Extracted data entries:

//! Jar (ZIP) archive reader (§4.7): enumerates class entries and extracts the
//! `Class-Path:` header from `META-INF/MANIFEST.MF`.

use std::fs::File;
use std::io::Read;
use std::path::Path;

use zip::ZipArchive;

use crate::class_file::ClassFile;
use crate::errors::JvmError;

/// One `.class` entry read out of a jar, alongside its parse result. A class
/// entry that fails to parse is reported per-entry (§4.7), not as a fatal
/// archive error, so the archive reader carries the error inline rather than
/// aborting iteration.
pub struct ClassEntry {
    pub name: String,
    pub result: Result<ClassFile, JvmError>,
}

pub struct Archive {
    inner: ZipArchive<File>,
}

impl Archive {
    pub fn open(path: &Path) -> Result<Archive, JvmError> {
        let file = File::open(path)?;
        let inner = ZipArchive::new(file)?;
        Ok(Archive { inner })
    }

    /// Enumerates every entry ending in `.class`, parsing each one. Order
    /// matches the archive's own directory order.
    pub fn class_entries(&mut self) -> Result<Vec<ClassEntry>, JvmError> {
        let mut out = Vec::new();
        for i in 0..self.inner.len() {
            let mut entry = self.inner.by_index(i)?;
            if !entry.is_file() || !entry.name().ends_with(".class") {
                continue;
            }
            let name = entry.name().to_string();
            let mut bytes = Vec::with_capacity(entry.size() as usize);
            entry.read_to_end(&mut bytes)?;
            out.push(ClassEntry {
                name,
                result: ClassFile::parse(&bytes),
            });
        }
        Ok(out)
    }

    /// Reads and parses `META-INF/MANIFEST.MF` if present, returning the
    /// `Class-Path:` header's entries (space-separated relative paths to
    /// sibling jars). Returns an empty list when there is no manifest or no
    /// `Class-Path:` header.
    pub fn manifest_class_path(&mut self) -> Result<Vec<String>, JvmError> {
        let mut text = String::new();
        match self.inner.by_name("META-INF/MANIFEST.MF") {
            Ok(mut entry) => {
                entry.read_to_string(&mut text)?;
            }
            Err(zip::result::ZipError::FileNotFound) => return Ok(Vec::new()),
            Err(e) => return Err(e.into()),
        }
        let headers = parse_manifest_headers(&text);
        Ok(headers
            .get("Class-Path")
            .map(|value| value.split_whitespace().map(str::to_string).collect())
            .unwrap_or_default())
    }
}

/// RFC 822-like manifest parsing: a header is `Name: value`; a continuation
/// line starts with a single space and is appended to the previous header's
/// value with the leading space stripped.
fn parse_manifest_headers(text: &str) -> std::collections::HashMap<String, String> {
    let mut headers = std::collections::HashMap::new();
    let mut current: Option<String> = None;

    for line in text.lines() {
        if let Some(rest) = line.strip_prefix(' ') {
            if let Some(name) = &current {
                if let Some(value) = headers.get_mut(name) {
                    let value: &mut String = value;
                    value.push_str(rest);
                }
            }
            continue;
        }
        if line.is_empty() {
            current = None;
            continue;
        }
        if let Some((name, value)) = line.split_once(':') {
            let name = name.trim().to_string();
            let value = value.trim_start().to_string();
            headers.insert(name.clone(), value);
            current = Some(name);
        }
    }
    headers
}

#[cfg(test)]
mod tests {
    use super::*;

    #[test]
    fn parses_class_path_header_with_continuation() {
        let manifest = "Manifest-Version: 1.0\r\nClass-Path: a.jar b.jar\r\n c.jar\r\n\r\n";
        let headers = parse_manifest_headers(manifest);
        assert_eq!(headers.get("Class-Path").unwrap(), "a.jar b.jarc.jar");
    }

    #[test]
    fn missing_class_path_header_yields_empty_list() {
        let headers = parse_manifest_headers("Manifest-Version: 1.0\n");
        assert!(headers.get("Class-Path").is_none());
    }
}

What the task requires: All entries must be repeated exactly.

Your response:
//! Jar (ZIP) archive reader (§4.7): enumerates class entries and extracts the
//! `Class-Path:` header from `META-INF/MANIFEST.MF`.

use std::fs::File;
use std::io::Read;
use std::path::Path;

use zip::ZipArchive;

use crate::class_file::ClassFile;
use crate::errors::JvmError;

/// One `.class` entry read out of a jar, alongside its parse result. A class
/// entry that fails to parse is reported per-entry (§4.7), not as a fatal
/// archive error, so the archive reader carries the error inline rather than
/// aborting iteration.
pub struct ClassEntry {
    pub name: String,
    pub result: Result<ClassFile, JvmError>,
}

pub struct Archive {
    inner: ZipArchive<File>,
}

impl Archive {
    pub fn open(path: &Path) -> Result<Archive, JvmError> {
        let file = File::open(path)?;
        let inner = ZipArchive::new(file)?;
        Ok(Archive { inner })
    }

    /// Enumerates every entry ending in `.class`, parsing each one. Order
    /// matches the archive's own directory order.
    pub fn class_entries(&mut self) -> Result<Vec<ClassEntry>, JvmError> {
        let mut out = Vec::new();
        for i in 0..self.inner.len() {
            let mut entry = self.inner.by_index(i)?;
            if !entry.is_file() || !entry.name().ends_with(".class") {
                continue;
            }
            let name = entry.name().to_string();
            let mut bytes = Vec::with_capacity(entry.size() as usize);
            entry.read_to_end(&mut bytes)?;
            out.push(ClassEntry {
                name,
                result: ClassFile::parse(&bytes),
            });
        }
        Ok(out)
    }

    /// Reads and parses `META-INF/MANIFEST.MF` if present, returning the
    /// `Class-Path:` header's entries (space-separated relative paths to
    /// sibling jars). Returns an empty list when there is no manifest or no
    /// `Class-Path:` header.
    pub fn manifest_class_path(&mut self) -> Result<Vec<String>, JvmError> {
        let mut text = String::new();
        match self.inner.by_name("META-INF/MANIFEST.MF") {
            Ok(mut entry) => {
                entry.read_to_string(&mut text)?;
            }
            Err(zip::result::ZipError::FileNotFound) => return Ok(Vec::new()),
            Err(e) => return Err(e.into()),
        }
        let headers = parse_manifest_headers(&text);
        Ok(headers
            .get("Class-Path")
            .map(|value| value.split_whitespace().map(str::to_string).collect())
            .unwrap_or_default())
    }
}

/// RFC 822-like manifest parsing: a header is `Name: value`; a continuation
/// line starts with a single space and is appended to the previous header's
/// value with the leading space stripped.
fn parse_manifest_headers(text: &str) -> std::collections::HashMap<String, String> {
    let mut headers = std::collections::HashMap::new();
    let mut current: Option<String> = None;

    for line in text.lines() {
        if let Some(rest) = line.strip_prefix(' ') {
            if let Some(name) = &current {
                if let Some(value) = headers.get_mut(name) {
                    let value: &mut String = value;
                    value.push_str(rest);
                }
            }
            continue;
        }
        if line.is_empty() {
            current = None;
            continue;
        }
        if let Some((name, value)) = line.split_once(':') {
            let name = name.trim().to_string();
            let value = value.trim_start().to_string();
            headers.insert(name.clone(), value);
            current = Some(name);
        }
    }
    headers
}

#[cfg(test)]
mod tests {
    use super::*;

    #[test]
    fn parses_class_path_header_with_continuation() {
        let manifest = "Manifest-Version: 1.0\r\nClass-Path: a.jar b.jar\r\n c.jar\r\n\r\n";
        let headers = parse_manifest_headers(manifest);
        assert_eq!(headers.get("Class-Path").unwrap(), "a.jar b.jarc.jar");
    }

    #[test]
    fn missing_class_path_header_yields_empty_list() {
        let headers = parse_manifest_headers("Manifest-Version: 1.0\n");
        assert!(headers.get("Class-Path").is_none());
    }
}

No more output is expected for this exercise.